Mike-O: They are probably two different models.

TWTW: Hmm yeah. It is Havoc that drives Source, but according to Valve they also did a good bunch of work on the phycics. "With Havok it was really tough, without it would have been impossibl" -Valve.

Posted

The boxes seemed simple enough, They were just lots of models attached to each other with breakable connections. What I really want to see is a dynamic breakable (Like Valve said they had in Source)

Posted

you can't make models in source that have individual breakable parts. either the whole model is breakable or it's not.

what about the plants in office? the leaves dont break, but the pot does.

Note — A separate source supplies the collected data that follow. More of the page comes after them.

//! RESP framing for the stub.
//!
//! Requests are always arrays of bulk strings. Responses cover the subset a
//! client under test needs: simple strings, errors, integers, bulk strings,
//! null, and flat arrays of bulk strings. There are no nested arrays and no
//! RESP3 types.

use crate::error::ProtocolError;
use bytes::{Bytes, BytesMut};
use redis_protocol::resp2::encode::encode_bytes;
use redis_protocol::resp2::types::BytesFrame;
use tokio::io::{AsyncBufRead, AsyncBufReadExt, AsyncReadExt};

pub const BULK_STRING_PREFIX: u8 = b'$';
pub const ARRAY_PREFIX: u8 = b'*';

const CRLF: &[u8] = b"\r\n";

/// Longest accepted header line (`*<count>\r\n` or `$<len>\r\n`). An i64
/// length needs at most 20 digits.
pub const MAX_LINE_LEN: usize = 64;

/// Value surfaced for a null bulk string (`$-1`) inside a request: the raw line.
pub const NULL_BULK: &[u8] = b"$-1\r\n";

pub fn is_null_bulk(arg: &[u8]) -> bool {
    arg == NULL_BULK
}

/// Upper bounds on declared sizes, checked before anything is allocated.
#[derive(Debug, Clone, Copy, PartialEq, Eq)]
pub struct Limits {
    pub max_bulk_len: usize,
    pub max_array_len: usize,
}

impl Default for Limits {
    fn default() -> Self {
        Self {
            max_bulk_len: 512 * 1024 * 1024,
            max_array_len: 1024 * 1024,
        }
    }
}

/// One decoded request. The name is ASCII upper-cased; arguments are the raw
/// payload bytes.
#[derive(Debug, Clone, PartialEq, Eq)]
pub struct Command {
    pub name: Bytes,
    pub args: Vec<Bytes>,
}

impl Command {
    pub fn new<N, I, A>(name: N, args: I) -> Self
    where
        N: AsRef<[u8]>,
        I: IntoIterator<Item = A>,
        A: AsRef<[u8]>,
    {
        Self {
            name: Bytes::from(name.as_ref().to_ascii_uppercase()),
            args: args
                .into_iter()
                .map(|arg| Bytes::copy_from_slice(arg.as_ref()))
                .collect(),
        }
    }

    /// The name for logs and error messages.
    pub fn display_name(&self) -> std::borrow::Cow<'_, str> {
        String::from_utf8_lossy(&self.name)
    }
}

/// Read one request array from `reader`.
///
/// Returns `Ok(None)` when the stream ends cleanly before the first byte of a
/// request. Anything else that stops a request from being fully decoded is a
/// `ProtocolError`, after which the stream can no longer be trusted.
pub async fn read_command<R>(reader: &mut R, limits: &Limits) -> Result<Option<Command>, ProtocolError>
where
    R: AsyncBufRead + Unpin,
{
    let Some(elements) = read_array(reader, limits).await? else {
        return Ok(None);
    };

    let mut elements = elements.into_iter();
    let name = elements.next().ok_or(ProtocolError::InvalidSyntax)?;

    Ok(Some(Command {
        name: Bytes::from(name.to_ascii_uppercase()),
        args: elements.collect(),
    }))
}

async fn read_array<R>(reader: &mut R, limits: &Limits) -> Result<Option<Vec<Bytes>>, ProtocolError>
where
    R: AsyncBufRead + Unpin,
{
    let Some(line) = read_line(reader).await? else {
        return Ok(None);
    };

    if line[0] != ARRAY_PREFIX {
        return Err(ProtocolError::InvalidSyntax);
    }

    let count = parse_length(&line)?;
    if count > limits.max_array_len as i64 {
        return Err(ProtocolError::TooLarge {
            kind: "array",
            len: count,
            max: limits.max_array_len,
        });
    }

    // A zero or negative count yields no elements, which the caller rejects.
    let mut elements = Vec::with_capacity(count.clamp(0, 64) as usize);
    for _ in 0..count {
        elements.push(read_bulk_string(reader, limits).await?);
    }

    Ok(Some(elements))
}

async fn read_bulk_string<R>(reader: &mut R, limits: &Limits) -> Result<Bytes, ProtocolError>
where
    R: AsyncBufRead + Unpin,
{
    let line = read_line(reader).await?.ok_or(ProtocolError::Truncated)?;

    if line[0] != BULK_STRING_PREFIX {
        return Err(ProtocolError::InvalidSyntax);
    }

    let len = parse_length(&line)?;
    if len < 0 {
        return Ok(Bytes::from(line));
    }
    if len > limits.max_bulk_len as i64 {
        return Err(ProtocolError::TooLarge {
            kind: "bulk string",
            len,
            max: limits.max_bulk_len,
        });
    }

    let mut buf = vec![0u8; len as usize + CRLF.len()];
    reader.read_exact(&mut buf).await?;
    if !buf.ends_with(CRLF) {
        return Err(ProtocolError::InvalidSyntax);
    }
    buf.truncate(len as usize);

    Ok(Bytes::from(buf))
}

/// Read up to and including `\n`, at most [`MAX_LINE_LEN`] bytes. A line
/// needs a prefix, content and the terminator, so anything shorter than three
/// bytes is rejected.
async fn read_line<R>(reader: &mut R) -> Result<Option<Vec<u8>>, ProtocolError>
where
    R: AsyncBufRead + Unpin,
{
    let mut line = Vec::new();
    let mut limited = (&mut *reader).take(MAX_LINE_LEN as u64);
    if limited.read_until(b'\n', &mut line).await? == 0 {
        return Ok(None);
    }
    if !line.ends_with(b"\n") {
        if line.len() >= MAX_LINE_LEN {
            return Err(ProtocolError::TooLarge {
                kind: "line",
                len: line.len() as i64,
                max: MAX_LINE_LEN,
            });
        }
        return Err(ProtocolError::Truncated);
    }
    if line.len() < 3 {
        return Err(ProtocolError::InvalidSyntax);
    }
    Ok(Some(line))
}

/// Decimal length between the prefix byte and the two terminator bytes.
fn parse_length(line: &[u8]) -> Result<i64, ProtocolError> {
    let field = &line[1..line.len() - CRLF.len()];
    std::str::from_utf8(field)
        .ok()
        .and_then(|s| s.parse::<i64>().ok())
        .ok_or_else(|| ProtocolError::InvalidLength {
            field: String::from_utf8_lossy(field).into_owned(),
        })
}

/// `+<text>\r\n`, whitespace in `text` replaced by spaces.
pub fn encode_simple_string(buf: &mut BytesMut, text: &str) {
    encode(buf, &BytesFrame::SimpleString(Bytes::from(single_line(text))));
}

/// `-<message>\r\n`, whitespace in `message` replaced by spaces.
pub fn encode_error(buf: &mut BytesMut, message: &str) {
    encode(buf, &BytesFrame::Error(single_line(message).as_str().into()));
}

pub fn encode_integer(buf: &mut BytesMut, n: i64) {
    encode(buf, &BytesFrame::Integer(n));
}

pub fn encode_bulk_string(buf: &mut BytesMut, data: &[u8]) {
    encode(buf, &BytesFrame::BulkString(Bytes::copy_from_slice(data)));
}

pub fn encode_null(buf: &mut BytesMut) {
    encode(buf, &BytesFrame::Null);
}

/// Array of bulk strings. Empty items and the literal `nil` are sent as null.
pub fn encode_array<S: AsRef<[u8]>>(buf: &mut BytesMut, items: &[S]) {
    let frames = items
        .iter()
        .map(|item| match item.as_ref() {
            item if item.is_empty() || item == b"nil" => BytesFrame::Null,
            item => BytesFrame::BulkString(Bytes::copy_from_slice(item)),
        })
        .collect();
    encode(buf, &BytesFrame::Array(frames));
}

/// Request-shaped array: every part is a bulk string, empty ones included.
pub fn encode_request<S: AsRef<[u8]>>(buf: &mut BytesMut, parts: &[S]) {
    let frames = parts
        .iter()
        .map(|part| BytesFrame::BulkString(Bytes::copy_from_slice(part.as_ref())))
        .collect();
    encode(buf, &BytesFrame::Array(frames));
}

fn encode(buf: &mut BytesMut, frame: &BytesFrame) {
    // false = don't encode integers as bulk strings (standard RESP2)
    if let Err(e) = encode_bytes(buf, frame, false) {
        tracing::error!(error = %e, "RESP encode error");
    }
}

fn single_line(text: &str) -> String {
    text.chars()
        .map(|c| if c.is_whitespace() { ' ' } else { c })
        .collect()
}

these are just 2 different gibs. The plant gib and the broken pot gibs. nothing special.

Posted

zacker, i know that its true that many ragdoll/physics enabled object will

drop your fps faster than anything, does it amtter what engine the game is

using? for example. lets say we had 10 ragdolls active in half life 2 and

10 in unreal. would one engine handle that many ragdolls better?

Posted

zacker, i know that its true that many ragdoll/physics enabled object will

drop your fps faster than anything, does it amtter what engine the game is

using? for example. lets say we had 10 ragdolls active in half life 2 and

10 in unreal. would one engine handle that many ragdolls better?

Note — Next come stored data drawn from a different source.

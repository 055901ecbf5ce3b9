mod common;

use bytes::Bytes;
use common::{bulk, connect, error_message, eventually, history, simple};
use rand::Rng;
use redis_protocol::resp2::types::BytesFrame;
use redis_stub::codec::is_null_bulk;
use redis_stub::{harness, Command, StubConfig, StubServer};
use std::sync::Arc;
use tokio::io::AsyncWriteExt;

#[tokio::test]
async fn ping_without_args_replies_pong() {
    let server = harness::run().await;
    let mut client = connect(&server).await;

    assert_eq!(client.send(&["PING"]).await, simple("PONG"));
    assert_eq!(server.handled_commands(), 1);
    assert_eq!(server.commands(), history(&[&["PING"]]));
}

#[tokio::test]
async fn ping_with_argument_echoes_bulk_string() {
    let server = harness::run().await;
    let mut client = connect(&server).await;

    assert_eq!(client.send(&["ping", "hello"]).await, bulk("hello"));
    assert_eq!(server.commands(), history(&[&["PING", "hello"]]));
}

#[tokio::test]
async fn command_replies_with_array() {
    let server = harness::run().await;
    let mut client = connect(&server).await;

    assert_eq!(
        client.send(&["COMMAND"]).await,
        BytesFrame::Array(vec![bulk("OK")])
    );
}

#[tokio::test]
async fn unknown_command_keeps_connection_usable() {
    let server = harness::run().await;
    let mut client = connect(&server).await;

    let reply = client.send(&["FOOBAR", "x"]).await;
    assert_eq!(error_message(&reply), "ERR unknown command 'FOOBAR'");

    assert_eq!(client.send(&["PING"]).await, simple("PONG"));
    assert_eq!(server.handled_commands(), 1);
    assert_eq!(
        server.commands(),
        history(&[&["FOOBAR", "x"], &["PING"]])
    );
}

#[tokio::test]
async fn truncated_frame_closes_connection_without_dispatch() {
    let server = harness::run().await;
    let mut client = connect(&server).await;

    client.write_raw(b"*2\r\n$3\r\nfoo").await.unwrap();
    client.stream.shutdown().await.unwrap();

    let reply = client.read_frame().await.expect("protocol error frame");
    assert_eq!(error_message(&reply), "ERR invalid RESP protocol syntax");
    assert!(client.read_frame().await.is_none());

    assert_eq!(server.handled_commands(), 0);
    assert!(server.commands().is_empty());
}

#[tokio::test]
async fn inline_command_is_a_protocol_error() {
    let server = harness::run().await;
    let mut client = connect(&server).await;

    client.write_raw(b"PING\r\n").await.unwrap();

    let reply = client.read_frame().await.expect("protocol error frame");
    assert_eq!(error_message(&reply), "ERR invalid RESP protocol syntax");
    assert!(client.read_frame().await.is_none());
    assert!(eventually(|| server.open_connections() == 0).await);
}

#[tokio::test]
async fn binary_arguments_are_echoed_and_recorded_verbatim() {
    let server = harness::run().await;
    server.register("ECHO", |conn, args| conn.write_bulk_string(&args[0]));
    let mut client = connect(&server).await;

    client
        .write_raw(b"*2\r\n$4\r\nECHO\r\n$2\r\n\xff\xfe\r\n")
        .await
        .unwrap();
    assert_eq!(
        client.read_frame().await,
        Some(BytesFrame::BulkString(Bytes::from_static(b"\xff\xfe")))
    );
    assert_eq!(
        server.commands(),
        vec![Command::new("ECHO", [&b"\xff\xfe"[..]])]
    );
}

#[tokio::test]
async fn unterminated_header_line_is_rejected() {
    let server = harness::run().await;
    let mut client = connect(&server).await;

    let mut raw = vec![b'*'];
    raw.extend(std::iter::repeat(b'9').take(200));
    client.write_raw(&raw).await.unwrap();

    let reply = client.read_frame().await.expect("protocol error frame");
    assert_eq!(error_message(&reply), "ERR invalid RESP protocol syntax");
    assert!(client.read_frame().await.is_none());
    assert!(eventually(|| server.open_connections() == 0).await);
}

#[tokio::test]
async fn panicking_handler_closes_connection_and_is_untracked() {
    let server = harness::run().await;
    server.register("BOOM", |conn, args| conn.write_bulk_string(&args[5]));
    let mut client = connect(&server).await;

    let reply = client.send(&["BOOM"]).await;
    assert_eq!(error_message(&reply), "ERR handler for 'BOOM' panicked");
    assert!(client.read_frame().await.is_none());
    assert!(eventually(|| server.open_connections() == 0).await);

    let panics = server.handler_panics();
    assert_eq!(panics.len(), 1);
    assert!(panics[0].starts_with("handler for 'BOOM' panicked"));

    // Other clients are unaffected.
    let mut other = connect(&server).await;
    assert_eq!(other.send(&["PING"]).await, simple("PONG"));
}

#[tokio::test]
#[should_panic(expected = "handler for 'CHECK' panicked")]
async fn stop_reraises_handler_panics() {
    let server = harness::run().await;
    server.register("CHECK", |_, args| assert!(args.is_empty(), "unexpected args"));
    let mut client = connect(&server).await;

    error_message(&client.send(&["CHECK", "x"]).await);
    server.stop().await;
}

#[tokio::test]
async fn oversized_bulk_string_is_rejected() {
    let mut config = StubConfig::default();
    config.server.max_bulk_len = 8;
    let server = StubServer::start(&config).await.unwrap();
    let mut client = connect(&server).await;

    assert_eq!(client.send(&["PING", "12345678"]).await, bulk("12345678"));

    // The length header alone is enough to reject the request.
    client
        .write_raw(b"*2\r\n$4\r\nPING\r\n$16\r\n")
        .await
        .unwrap();
    let reply = client.read_frame().await.expect("protocol error frame");
    assert!(error_message(&reply).starts_with("ERR"));
    assert!(client.read_frame().await.is_none());
    assert_eq!(server.commands().len(), 1);
}

#[tokio::test]
async fn history_preserves_send_order() {
    let server = harness::run().await;
    server.register("SET", |conn, _| conn.write_ok());
    let mut client = connect(&server).await;

    let mut expected = Vec::new();
    for i in 0..50 {
        let key = format!("key-{i}");
        let value = format!("value-{i}");
        assert_eq!(client.send(&["set", &key, &value]).await, simple("OK"));
        expected.push(Command::new("SET", [key, value]));
    }

    assert_eq!(server.commands(), expected);
    assert_eq!(server.handled_commands(), 50);
}

#[tokio::test]
async fn pipelined_requests_are_answered_in_order() {
    let server = harness::run().await;
    server.register("ECHO", |conn, args| conn.write_bulk_string(&args[0]));
    let mut client = connect(&server).await;

    for i in 0..20 {
        client
            .write_command(&["ECHO", &i.to_string()])
            .await
            .unwrap();
    }
    for i in 0..20 {
        assert_eq!(client.read_frame().await, Some(bulk(&i.to_string())));
    }
}

#[tokio::test]
async fn dispatched_count_excludes_unknown_commands() {
    let server = harness::run().await;
    server.register("GET", |conn, _| conn.write_null());
    let mut client = connect(&server).await;

    assert_eq!(client.send(&["GET", "a"]).await, BytesFrame::Null);
    error_message(&client.send(&["BOGUS"]).await);
    assert_eq!(client.send(&["get", "b"]).await, BytesFrame::Null);
    error_message(&client.send(&["ALSO_BOGUS", "1", "2"]).await);

    assert_eq!(server.handled_commands(), 2);
    assert_eq!(server.commands().len(), 4);
}

#[tokio::test]
async fn handlers_can_be_registered_and_replaced_while_serving() {
    let server = harness::run().await;
    let mut client = connect(&server).await;

    error_message(&client.send(&["VERSION"]).await);

    server.register("version", |conn, _| conn.write_integer(1));
    assert_eq!(client.send(&["VERSION"]).await, BytesFrame::Integer(1));

    server.register("VERSION", |conn, _| conn.write_integer(2));
    assert_eq!(client.send(&["Version"]).await, BytesFrame::Integer(2));

    assert_eq!(server.handled_commands(), 2);
}

#[tokio::test]
async fn handler_response_shapes() {
    let server = harness::run().await;
    server.register("INT", |conn, _| conn.write_integer(-42));
    server.register("FAIL", |conn, _| {
        conn.write_error("WRONGTYPE Operation against a key holding the wrong kind of value")
    });
    server.register("NIL", |conn, _| conn.write_null());
    server.register("LIST", |conn, _| conn.write_array(&["a", "", "nil", "b"]));
    server.register("STATUS", |conn, _| conn.write_simple_string("multi\nline"));
    let mut client = connect(&server).await;

    assert_eq!(client.send(&["INT"]).await, BytesFrame::Integer(-42));
    assert!(error_message(&client.send(&["FAIL"]).await).starts_with("WRONGTYPE"));
    assert_eq!(client.send(&["NIL"]).await, BytesFrame::Null);
    assert_eq!(
        client.send(&["LIST"]).await,
        BytesFrame::Array(vec![bulk("a"), BytesFrame::Null, BytesFrame::Null, bulk("b")])
    );
    assert_eq!(client.send(&["STATUS"]).await, simple("multi line"));
}

#[tokio::test]
async fn null_request_element_reaches_handler_as_sentinel() {
    let server = harness::run().await;
    server.register("ECHO", |conn, args| match args {
        [arg] if is_null_bulk(arg) => conn.write_null(),
        [arg] => conn.write_bulk_string(arg),
        _ => conn.write_error("ERR wrong number of arguments for 'echo' command"),
    });
    let mut client = connect(&server).await;

    client
        .write_raw(b"*2\r\n$4\r\nECHO\r\n$-1\r\n")
        .await
        .unwrap();
    assert_eq!(client.read_frame().await, Some(BytesFrame::Null));
    assert_eq!(client.send(&["ECHO", "x"]).await, bulk("x"));
}

#[tokio::test]
async fn quit_replies_ok_then_closes() {
    let server = harness::run().await;
    let mut client = connect(&server).await;

    assert_eq!(client.send(&["QUIT"]).await, simple("OK"));
    assert!(client.read_frame().await.is_none());
    assert!(eventually(|| server.open_connections() == 0).await);
}

#[tokio::test]
async fn connections_are_counted_and_untracked() {
    let server = harness::run().await;

    let mut clients = Vec::new();
    for _ in 0..3 {
        let mut client = connect(&server).await;
        assert_eq!(client.send(&["PING"]).await, simple("PONG"));
        clients.push(client);
    }
    assert_eq!(server.handled_connections(), 3);
    assert_eq!(server.open_connections(), 3);

    drop(clients);
    assert!(eventually(|| server.open_connections() == 0).await);
    assert_eq!(server.handled_connections(), 3);
}

#[tokio::test]
async fn stop_closes_open_connections_and_waits() {
    let server = harness::run().await;
    let mut client = connect(&server).await;
    assert_eq!(client.send(&["PING"]).await, simple("PONG"));

    server.stop().await;

    assert_eq!(server.open_connections(), 0);
    assert!(client.read_frame().await.is_none());
    assert!(tokio::net::TcpStream::connect(server.local_addr())
        .await
        .is_err());

    server.stop().await;
}

#[tokio::test]
async fn concurrent_connections_never_corrupt_each_other() {
    let server = Arc::new(harness::run().await);
    // BLOB <byte> <len>: a bulk string of `len` copies of `byte`.
    server.register("BLOB", |conn, args| {
        let byte = args[0][0];
        let len: usize = std::str::from_utf8(&args[1])
            .ok()
            .and_then(|len| len.parse().ok())
            .unwrap_or(0);
        conn.write_bulk_string(vec![byte; len]);
    });

    let mut tasks = Vec::new();
    for client_id in 0..8u8 {
        let server = Arc::clone(&server);
        tasks.push(tokio::spawn(async move {
            let mut client = connect(&server).await;
            let fill = ((b'a' + client_id) as char).to_string();
            for _ in 0..50 {
                let len = rand::thread_rng().gen_range(0..8192usize);
                let reply = client.send(&["BLOB", &fill, &len.to_string()]).await;
                let BytesFrame::BulkString(data) = reply else {
                    panic!("client {client_id} got a non-bulk reply");
                };
                assert_eq!(data.len(), len);
                assert!(data.iter().all(|b| *b == fill.as_bytes()[0]));
            }
        }));
    }
    for task in tasks {
        task.await.unwrap();
    }

    assert_eq!(server.handled_connections(), 8);
    assert_eq!(server.handled_commands(), 400);
    assert_eq!(server.commands().len(), 400);
}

It is not about the engine that is running the game.

A large part is what physics engine you are using, how many bones the model has, how well it is rigged, scene complexity, implementation, etc.

People often associate the Source engine with good physics, and I'd say you'd be more wrong than right.

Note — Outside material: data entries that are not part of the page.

use crate::codec::Limits;
use crate::error::StubError;
use serde::Deserialize;
use std::path::{Path, PathBuf};

#[derive(Debug, Clone, Default, Deserialize)]
pub struct StubConfig {
    #[serde(default)]
    pub server: ServerConfig,
    #[serde(default)]
    pub tls: TlsConfig,
    #[serde(default)]
    pub metrics: MetricsConfig,
    #[serde(default)]
    pub fixtures: FixturesConfig,
}

#[derive(Debug, Clone, Deserialize)]
pub struct ServerConfig {
    #[serde(default = "default_listen_addr")]
    pub listen_addr: String,
    #[serde(default = "default_max_bulk_len")]
    pub max_bulk_len: usize,
    #[serde(default = "default_max_array_len")]
    pub max_array_len: usize,
}

#[derive(Debug, Clone, Default, Deserialize)]
pub struct TlsConfig {
    #[serde(default)]
    pub enabled: bool,
    /// PEM bundle of accepted client certificates. Setting it turns on mutual TLS.
    #[serde(default)]
    pub client_ca_path: Option<PathBuf>,
}

#[derive(Debug, Clone, Default, Deserialize)]
pub struct MetricsConfig {
    /// Prometheus exporter address for the standalone binary. Disabled when unset.
    #[serde(default)]
    pub listen_addr: Option<String>,
}

#[derive(Debug, Clone, Deserialize)]
pub struct FixturesConfig {
    #[serde(default = "default_keyspace")]
    pub keyspace: bool,
}

impl StubConfig {
    pub fn load(path: &Path) -> Result<Self, StubError> {
        let contents = std::fs::read_to_string(path).map_err(|source| StubError::ReadFile {
            path: path.to_path_buf(),
            source,
        })?;
        let config: StubConfig = toml::from_str(&contents)?;
        Ok(config)
    }

    pub fn limits(&self) -> Limits {
        Limits {
            max_bulk_len: self.server.max_bulk_len,
            max_array_len: self.server.max_array_len,
        }
    }
}

impl Default for ServerConfig {
    fn default() -> Self {
        Self {
            listen_addr: default_listen_addr(),
            max_bulk_len: default_max_bulk_len(),
            max_array_len: default_max_array_len(),
        }
    }
}

impl Default for FixturesConfig {
    fn default() -> Self {
        Self {
            keyspace: default_keyspace(),
        }
    }
}

fn default_listen_addr() -> String {
    "localhost:0".to_string()
}
fn default_max_bulk_len() -> usize {
    512 * 1024 * 1024
}
fn default_max_array_len() -> usize {
    1024 * 1024
}
fn default_keyspace() -> bool {
    true
}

HL2 uses Havok physics (whatever version) but the "Source" is defining the weight and handling of all the objects to make it appear proper and realistic, and they did a very good job at this.

I wouldn't say "Havok" by itself is good either, because the ragdolls in a game like Thief 3, using Unreal tech with Havok physics probably has the worst ragdolls I have ever seen.

I guess some people get it right, and others don't.

Posted

Yes it matter what engine the game is using. It is not as much what engine that runs the gfx, etc., but rather what phycics engine it is using. Algor answered it pretty well:)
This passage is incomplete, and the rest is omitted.